_WHAT TO WORK ON_
Each line of the entries below that holds "payload" is needed, copied in full.

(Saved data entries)
_ _ _ _ _ _ _

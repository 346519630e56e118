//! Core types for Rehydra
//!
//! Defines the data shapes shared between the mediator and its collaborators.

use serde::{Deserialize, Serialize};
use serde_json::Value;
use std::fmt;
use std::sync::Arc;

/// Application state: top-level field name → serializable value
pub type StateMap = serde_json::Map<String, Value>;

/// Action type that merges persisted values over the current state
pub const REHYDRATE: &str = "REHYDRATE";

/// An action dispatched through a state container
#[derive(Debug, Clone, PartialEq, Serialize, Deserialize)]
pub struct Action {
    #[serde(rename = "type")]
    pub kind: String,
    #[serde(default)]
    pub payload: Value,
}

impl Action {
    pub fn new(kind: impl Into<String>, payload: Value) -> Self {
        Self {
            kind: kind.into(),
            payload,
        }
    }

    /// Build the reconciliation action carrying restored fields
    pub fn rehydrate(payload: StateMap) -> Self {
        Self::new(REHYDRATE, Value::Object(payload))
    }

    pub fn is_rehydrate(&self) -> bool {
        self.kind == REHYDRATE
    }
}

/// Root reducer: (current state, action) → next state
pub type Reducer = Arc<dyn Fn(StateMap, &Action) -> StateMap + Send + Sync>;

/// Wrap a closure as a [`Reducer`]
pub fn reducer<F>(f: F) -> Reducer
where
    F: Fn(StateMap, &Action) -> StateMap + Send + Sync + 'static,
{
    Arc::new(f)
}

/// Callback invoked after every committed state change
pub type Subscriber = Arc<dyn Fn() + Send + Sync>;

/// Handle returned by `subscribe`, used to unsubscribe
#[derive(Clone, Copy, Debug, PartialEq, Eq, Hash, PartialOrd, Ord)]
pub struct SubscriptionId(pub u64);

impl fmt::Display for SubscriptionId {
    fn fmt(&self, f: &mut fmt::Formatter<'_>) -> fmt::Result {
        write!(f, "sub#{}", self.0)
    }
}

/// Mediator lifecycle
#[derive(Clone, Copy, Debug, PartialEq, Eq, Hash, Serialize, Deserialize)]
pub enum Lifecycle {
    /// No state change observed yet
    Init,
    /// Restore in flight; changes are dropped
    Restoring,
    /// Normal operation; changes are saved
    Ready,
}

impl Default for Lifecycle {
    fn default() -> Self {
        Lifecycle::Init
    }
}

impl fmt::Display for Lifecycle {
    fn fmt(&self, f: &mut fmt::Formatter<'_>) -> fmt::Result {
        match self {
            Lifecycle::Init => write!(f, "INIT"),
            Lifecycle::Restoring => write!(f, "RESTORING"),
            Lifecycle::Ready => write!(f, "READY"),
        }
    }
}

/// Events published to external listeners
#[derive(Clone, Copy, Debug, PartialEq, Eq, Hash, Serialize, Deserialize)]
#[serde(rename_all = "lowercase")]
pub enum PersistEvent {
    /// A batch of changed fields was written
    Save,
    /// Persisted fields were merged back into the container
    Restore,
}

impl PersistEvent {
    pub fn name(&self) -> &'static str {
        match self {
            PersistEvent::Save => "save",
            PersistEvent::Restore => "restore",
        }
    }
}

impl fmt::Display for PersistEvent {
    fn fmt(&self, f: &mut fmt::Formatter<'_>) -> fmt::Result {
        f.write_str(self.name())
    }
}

_ _ _ _ _ _ _

_WRITTEN SOLUTION_
    pub payload: Value,
    pub fn new(kind: impl Into<String>, payload: Value) -> Self {
            payload,
    pub fn rehydrate(payload: StateMap) -> Self {
        Self::new(REHYDRATE, Value::Object(payload))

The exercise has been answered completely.